Closeout and Documentation
After the actual construction work is completed, it is important to complete the closeout and final documentation steps as soon as possible. I have found that the longer these steps take, the more memories fade and the quality of documentation declines as a result. Time-sensitive steps such as certification of substantial completion and issuance of final payment are important to both the owner and contractor — especially if the project includes a warranty period.
Having a consulting resident inspector who keeps good notes and documentation during the project greatly helps with the development of as-built drawings. This is where attention to detail is key, especially in determining the location of buried infrastructure. The GSC can also be retained to survey the project for accurate documentation and incorporation into the owner’s Geographic Information System (GIS) or other formats (hard copy or electronic) based on the owner’s preference.
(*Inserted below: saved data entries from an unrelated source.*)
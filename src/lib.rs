pub mod cli;
pub mod clock;
pub mod config;
pub mod delivery;
pub mod engine;
pub mod queue;
pub mod series;

pub use engine::{AppendOutcome, Appendable, Appender, DropReason, Engine, EngineBuilder, EngineError};
pub use series::{Exemplar, MetricMetadata, Sample, SeriesLabels};
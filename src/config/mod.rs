pub mod generate;
pub mod parse;
pub mod secret;
pub mod types;

use regex::Regex;
use std::path::{Path, PathBuf};
use std::sync::OnceLock;

pub use parse::{load_config, parse_config, validate_config, ConfigError};
pub use secret::Secret;
pub use types::{BasicAuth, Config, EndpointConfig, SerializationConfig};

const USER_CONFIG: &str = ".config/remote-queue/config.yml";
const SYSTEM_CONFIG: &str = "/etc/remote-queue/config.yml";

pub(crate) fn env_var_pattern() -> &'static Regex {
    static PATTERN: OnceLock<Regex> = OnceLock::new();
    PATTERN.get_or_init(|| {
        Regex::new(r"\$env\{([A-Za-z_][A-Za-z0-9_]*)\}").expect("env var pattern compiles")
    })
}

/// Substitutes `$env{NAME}` references. Unset variables stay as written so
/// validation can report them.
pub fn expand_env_vars(text: &str) -> String {
    env_var_pattern()
        .replace_all(text, |caps: &regex::Captures| {
            std::env::var(&caps[1]).unwrap_or_else(|_| caps[0].to_string())
        })
        .to_string()
}

/// Expands a leading `~` in `data_dir` and `--config` paths.
pub fn expand_tilde(path: &Path) -> PathBuf {
    let path_str = path.to_string_lossy();

    if let Some(rest) = path_str.strip_prefix("~/") {
        if let Some(home_dir) = dirs::home_dir() {
            return home_dir.join(rest);
        }
    } else if path_str == "~" {
        if let Some(home_dir) = dirs::home_dir() {
            return home_dir;
        }
    }

    path.to_path_buf()
}

/// Picks the config file: `--config` if given, otherwise the first of the
/// user and system locations that exists.
pub fn resolve_config_path(explicit: Option<&Path>) -> Option<PathBuf> {
    if let Some(path) = explicit {
        return Some(expand_tilde(path));
    }

    if let Some(home_dir) = dirs::home_dir() {
        let user_config = home_dir.join(USER_CONFIG);
        if user_config.exists() {
            return Some(user_config);
        }
    }

    let system_config = PathBuf::from(SYSTEM_CONFIG);
    if system_config.exists() {
        return Some(system_config);
    }

    None
}

/// Default location `config init` writes to.
pub fn user_config_path() -> Option<PathBuf> {
    dirs::home_dir().map(|home| home.join(USER_CONFIG))
}

pub fn system_config_path() -> PathBuf {
    PathBuf::from(SYSTEM_CONFIG)
}

#[cfg(test)]
mod tests {
    use super::*;

    #[test]
    fn test_expand_env_vars_single() {
        std::env::set_var("RQ_TEST_VAR", "test_value");
        let result = expand_env_vars("path/$env{RQ_TEST_VAR}/file");
        assert_eq!(result, "path/test_value/file");
        std::env::remove_var("RQ_TEST_VAR");
    }

    #[test]
    fn test_expand_env_vars_unset() {
        let result = expand_env_vars("path/$env{RQ_NONEXISTENT_VAR}/file");
        assert_eq!(result, "path/$env{RQ_NONEXISTENT_VAR}/file");
    }

    #[test]
    fn test_expand_env_vars_no_expansion() {
        let result = expand_env_vars("plain/path/without/vars");
        assert_eq!(result, "plain/path/without/vars");
    }

    #[test]
    fn test_expand_tilde_with_path() {
        let expanded = expand_tilde(Path::new("~/queue/data"));
        if let Some(home) = dirs::home_dir() {
            assert_eq!(expanded, home.join("queue/data"));
        }
    }

    #[test]
    fn test_expand_tilde_no_expansion() {
        let expanded = expand_tilde(Path::new("/var/lib/remote-queue"));
        assert_eq!(expanded, Path::new("/var/lib/remote-queue"));
    }

    #[test]
    fn test_resolve_explicit_path_wins() {
        let resolved = resolve_config_path(Some(Path::new("/tmp/custom.yml")));
        assert_eq!(resolved, Some(PathBuf::from("/tmp/custom.yml")));
    }
}
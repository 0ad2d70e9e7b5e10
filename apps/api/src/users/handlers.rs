use anyhow::anyhow;
use axum::{extract::rejection::JsonRejection, http::StatusCode, Json};
use serde_json::Value;
use tracing::debug;

use crate::errors::AppError;
use crate::users::validation::{validate_user_input, UserInput};
use crate::validation::ValidationFailure;

/// POST /users
///
/// Echoes the validated user back with defaults applied. A body without a
/// JSON content type is treated as absent; unparseable JSON fails validation
/// at the root path.
pub async fn handle_create_user(
    payload: Result<Json<Value>, JsonRejection>,
) -> Result<(StatusCode, Json<UserInput>), AppError> {
    let body = match payload {
        Ok(Json(body)) => Some(body),
        Err(JsonRejection::MissingJsonContentType(_)) => None,
        Err(JsonRejection::JsonSyntaxError(e)) => {
            return Err(ValidationFailure::single("", e.body_text()).into())
        }
        Err(JsonRejection::JsonDataError(e)) => {
            return Err(ValidationFailure::single("", e.body_text()).into())
        }
        Err(e) => return Err(anyhow!("failed to read request body: {}", e.body_text()).into()),
    };

    let user = validate_user_input(body.as_ref())?;
    debug!("Validated user '{}'", user.name);

    Ok((StatusCode::CREATED, Json(user)))
}
use anyhow::{Context, Result};

pub const DEFAULT_PORT: u16 = 3000;

/// Application configuration loaded from environment variables once at startup.
#[derive(Debug, Clone)]
pub struct Config {
    pub port: u16,
    pub rust_log: String,
}

impl Config {
    pub fn from_env() -> Result<Self> {
        dotenvy::dotenv().ok(); // load .env if present; ignore if missing

        Self::from_vars(
            std::env::var("PORT").ok().as_deref(),
            std::env::var("RUST_LOG").ok().as_deref(),
        )
    }

    fn from_vars(port: Option<&str>, rust_log: Option<&str>) -> Result<Self> {
        let port = match port {
            Some(raw) => raw
                .trim()
                .parse::<u16>()
                .with_context(|| format!("PORT must be a valid port number, got '{raw}'"))?,
            None => DEFAULT_PORT,
        };

        Ok(Config {
            port,
            rust_log: rust_log.unwrap_or("info").to_string(),
        })
    }
}
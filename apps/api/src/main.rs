mod config;
mod errors;
mod randomuser;
mod routes;
mod state;
mod users;
mod validation;

use anyhow::Result;
use std::net::SocketAddr;
use std::sync::Arc;
use tower_http::{cors::CorsLayer, trace::TraceLayer};
use tracing::info;
use tracing_subscriber::{layer::SubscriberExt, util::SubscriberInitExt, EnvFilter};

use crate::config::Config;
use crate::randomuser::client::{RandomUserClient, RANDOM_USER_API_URL};
use crate::routes::build_router;
use crate::state::AppState;

#[tokio::main]
async fn main() -> Result<()> {
    let config = Config::from_env()?;

    // Initialize structured logging
    tracing_subscriber::registry()
        .with(EnvFilter::try_from_default_env().unwrap_or_else(|_| {
            EnvFilter::new(format!(
                "{}={level},tower_http={level}",
                env!("CARGO_CRATE_NAME"),
                level = config.rust_log
            ))
        }))
        .with(tracing_subscriber::fmt::layer())
        .init();

    info!("Starting RandomUser gateway v{}", env!("CARGO_PKG_VERSION"));

    let people = RandomUserClient::default();
    info!("RandomUser client initialized (upstream: {RANDOM_USER_API_URL})");

    let state = AppState {
        people: Arc::new(people),
    };

    let app = build_router(state)
        .layer(TraceLayer::new_for_http())
        .layer(CorsLayer::permissive());

    let addr = SocketAddr::from(([0, 0, 0, 0], config.port));
    info!("Listening on {addr}");

    let listener = tokio::net::TcpListener::bind(addr).await?;
    axum::serve(listener, app).await?;

    Ok(())
}
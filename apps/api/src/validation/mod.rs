/// Shared field-level validation machinery.
///
/// Schemas walk a raw `serde_json::Value` with a [`Checker`], which records one
/// [`FieldError`] per violated field instead of stopping at the first problem.
use std::fmt;

use serde::Serialize;
use serde_json::{Map, Value};
use thiserror::Error;

/// A single violated field. `field` is the dot-joined key path, e.g.
/// `results.0.location.postcode`. The root of the document has an empty path.
#[derive(Debug, Clone, PartialEq, Eq, Serialize)]
pub struct FieldError {
    pub field: String,
    pub message: String,
}

/// One or more fields failed validation. Errors keep the order in which the
/// schema visited the fields.
#[derive(Debug, Clone, Error)]
#[error("{} field(s) failed validation", errors.len())]
pub struct ValidationFailure {
    pub errors: Vec<FieldError>,
}

impl ValidationFailure {
    pub fn single(field: impl Into<String>, message: impl Into<String>) -> Self {
        Self {
            errors: vec![FieldError {
                field: field.into(),
                message: message.into(),
            }],
        }
    }

    pub fn fields(&self) -> impl Iterator<Item = &str> {
        self.errors.iter().map(|e| e.field.as_str())
    }
}

/// Location of a value inside the document being validated.
#[derive(Debug, Clone, Default)]
pub struct FieldPath(Vec<String>);

impl FieldPath {
    pub fn root() -> Self {
        Self::default()
    }

    pub fn key(&self, key: impl fmt::Display) -> Self {
        let mut segments = self.0.clone();
        segments.push(key.to_string());
        Self(segments)
    }
}

impl fmt::Display for FieldPath {
    fn fmt(&self, f: &mut fmt::Formatter<'_>) -> fmt::Result {
        f.write_str(&self.0.join("."))
    }
}

/// Type name used in "Expected X, received Y" messages. A missing value is
/// reported as `undefined`.
pub fn type_name(value: Option<&Value>) -> &'static str {
    match value {
        None => "undefined",
        Some(Value::Null) => "null",
        Some(Value::Bool(_)) => "boolean",
        Some(Value::Number(_)) => "number",
        Some(Value::String(_)) => "string",
        Some(Value::Array(_)) => "array",
        Some(Value::Object(_)) => "object",
    }
}

/// Accumulates field errors while a schema walks a document.
///
/// Each accessor returns `None` when the value at `path` is unusable and has
/// already recorded why, so callers can keep visiting sibling fields.
#[derive(Debug, Default)]
pub struct Checker {
    errors: Vec<FieldError>,
}

impl Checker {
    pub fn new() -> Self {
        Self::default()
    }

    pub fn fail(&mut self, path: &FieldPath, message: impl Into<String>) {
        self.errors.push(FieldError {
            field: path.to_string(),
            message: message.into(),
        });
    }

    pub fn type_mismatch(&mut self, path: &FieldPath, expected: &str, value: Option<&Value>) {
        match value {
            None => self.fail(path, "Required"),
            Some(v) => self.fail(
                path,
                format!("Expected {expected}, received {}", type_name(Some(v))),
            ),
        }
    }

    pub fn object<'v>(
        &mut self,
        value: Option<&'v Value>,
        path: &FieldPath,
    ) -> Option<&'v Map<String, Value>> {
        match value {
            Some(Value::Object(map)) => Some(map),
            other => {
                self.type_mismatch(path, "object", other);
                None
            }
        }
    }

    pub fn array<'v>(&mut self, value: Option<&'v Value>, path: &FieldPath) -> Option<&'v [Value]> {
        match value {
            Some(Value::Array(items)) => Some(items),
            other => {
                self.type_mismatch(path, "array", other);
                None
            }
        }
    }

    pub fn string(&mut self, value: Option<&Value>, path: &FieldPath) -> Option<String> {
        match value {
            Some(Value::String(s)) => Some(s.clone()),
            other => {
                self.type_mismatch(path, "string", other);
                None
            }
        }
    }

    /// Looks up `key` in `parent` and requires a string there.
    pub fn string_field(
        &mut self,
        parent: &Map<String, Value>,
        key: &str,
        path: &FieldPath,
    ) -> Option<String> {
        self.string(parent.get(key), &path.key(key))
    }

    /// Yields `value` only if nothing was recorded. A missing value with no
    /// recorded error is a schema bug and is reported at the root.
    pub fn finish<T>(self, value: Option<T>) -> Result<T, ValidationFailure> {
        match value {
            Some(v) if self.errors.is_empty() => Ok(v),
            None if self.errors.is_empty() => Err(ValidationFailure::single("", "Invalid input")),
            _ => Err(ValidationFailure {
                errors: self.errors,
            }),
        }
    }
}
use chrono::{DateTime, NaiveDate, NaiveDateTime, Utc};
use serde::Serialize;
use thiserror::Error;

use crate::randomuser::schema::Person;

#[derive(Debug, Error)]
#[error("unparseable registration date '{date}': {source}")]
pub struct DateParseError {
    pub date: String,
    #[source]
    pub source: chrono::ParseError,
}

#[derive(Debug, Clone, PartialEq, Eq, Serialize)]
#[serde(rename_all = "camelCase")]
pub struct PersonView {
    pub full_name: String,
    pub country: String,
}

#[derive(Debug, Clone, PartialEq, Eq, Serialize)]
pub struct AddressView {
    pub city: String,
    pub postcode: String,
}

#[derive(Debug, Clone, PartialEq, Eq, Serialize)]
#[serde(rename_all = "camelCase")]
pub struct LoginView {
    pub username: String,
    pub registered_date: String,
    pub summary: String,
}

pub fn person_view(person: &Person) -> PersonView {
    PersonView {
        full_name: format!("{} {}", person.name.first, person.name.last),
        country: person.location.country.clone(),
    }
}

pub fn address_view(person: &Person) -> AddressView {
    AddressView {
        city: person.location.city.clone(),
        postcode: person.location.postcode.to_string(),
    }
}

pub fn login_view(person: &Person) -> Result<LoginView, DateParseError> {
    let registered_date = registration_day(&person.registered.date)?;
    let username = person.login.username.clone();
    Ok(LoginView {
        summary: format!("{username} (registered on {registered_date})"),
        username,
        registered_date,
    })
}

/// `YYYY-MM-DD` of the UTC calendar day the timestamp falls on.
///
/// Accepts full RFC 3339 timestamps, offset-less date-times (taken as UTC)
/// and bare dates.
fn registration_day(date: &str) -> Result<String, DateParseError> {
    let day = match DateTime::parse_from_rfc3339(date) {
        Ok(parsed) => parsed.with_timezone(&Utc).date_naive(),
        Err(source) => NaiveDateTime::parse_from_str(date, "%Y-%m-%dT%H:%M:%S%.f")
            .map(|naive| naive.date())
            .or_else(|_| NaiveDate::parse_from_str(date, "%Y-%m-%d"))
            .map_err(|_| DateParseError {
                date: date.to_string(),
                source,
            })?,
    };
    Ok(day.format("%Y-%m-%d").to_string())
}
use std::fmt;

use axum::{
    http::StatusCode,
    response::{IntoResponse, Response},
    Json,
};
use serde_json::json;
use thiserror::Error;

use crate::randomuser::UpstreamError;
use crate::validation::ValidationFailure;

/// Which `/random-*` endpoint failed; named in the generic failure message.
#[derive(Debug, Clone, Copy, PartialEq, Eq)]
pub enum Resource {
    Person,
    Address,
    Login,
}

impl fmt::Display for Resource {
    fn fmt(&self, f: &mut fmt::Formatter<'_>) -> fmt::Result {
        f.write_str(match self {
            Resource::Person => "person",
            Resource::Address => "address",
            Resource::Login => "login",
        })
    }
}

/// Application-level error type.
/// Implements `IntoResponse` so Axum handlers can return `Result<T, AppError>`.
#[derive(Debug, Error)]
pub enum AppError {
    #[error("Validation failed: {0}")]
    Validation(ValidationFailure),

    #[error("Invalid response from RandomUser API: {0}")]
    InvalidUpstream(ValidationFailure),

    #[error("Failed to fetch random {resource}: {source}")]
    Fetch {
        resource: Resource,
        #[source]
        source: anyhow::Error,
    },

    #[error("Internal server error: {0}")]
    Internal(#[from] anyhow::Error),
}

impl AppError {
    /// Upstream shape violations keep their field detail; everything else
    /// collapses into the generic per-resource failure.
    pub fn upstream(resource: Resource, err: UpstreamError) -> Self {
        match err {
            UpstreamError::Invalid(failure) => AppError::InvalidUpstream(failure),
            other => AppError::Fetch {
                resource,
                source: other.into(),
            },
        }
    }
}

impl From<ValidationFailure> for AppError {
    fn from(failure: ValidationFailure) -> Self {
        AppError::Validation(failure)
    }
}

impl IntoResponse for AppError {
    fn into_response(self) -> Response {
        let (status, body) = match &self {
            AppError::Validation(failure) => (
                StatusCode::BAD_REQUEST,
                json!({
                    "error": "Validation failed",
                    "details": failure.errors,
                }),
            ),
            AppError::InvalidUpstream(failure) => {
                tracing::warn!(
                    "RandomUser API response failed validation: {:?}",
                    failure.fields().collect::<Vec<_>>()
                );
                (
                    StatusCode::INTERNAL_SERVER_ERROR,
                    json!({
                        "error": "Invalid response from RandomUser API",
                        "details": failure.errors,
                    }),
                )
            }
            AppError::Fetch { resource, source } => {
                tracing::error!("Error fetching random {resource}: {source:?}");
                (
                    StatusCode::INTERNAL_SERVER_ERROR,
                    json!({ "error": format!("Failed to fetch random {resource}") }),
                )
            }
            AppError::Internal(e) => {
                tracing::error!("Internal error: {e:?}");
                (
                    StatusCode::INTERNAL_SERVER_ERROR,
                    json!({ "error": "Internal server error" }),
                )
            }
        };

        (status, Json(body)).into_response()
    }
}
After all the steps of a project have been completed, a project debriefing meeting is often helpful between the owner and GSC to discuss what went well and what can be improved on. Again, the beauty of having a GSC in place is that there is a constant dialog of improvement (both owner and engineer) in delivering future projects more efficiently and cost-effectively. This is more difficult when a consultant is hired for a single project only without the incentive of future work with the owner. In part 5 of this series, I will discuss how developing and maintaining strong working relationships can greatly enhance delivery of future projects.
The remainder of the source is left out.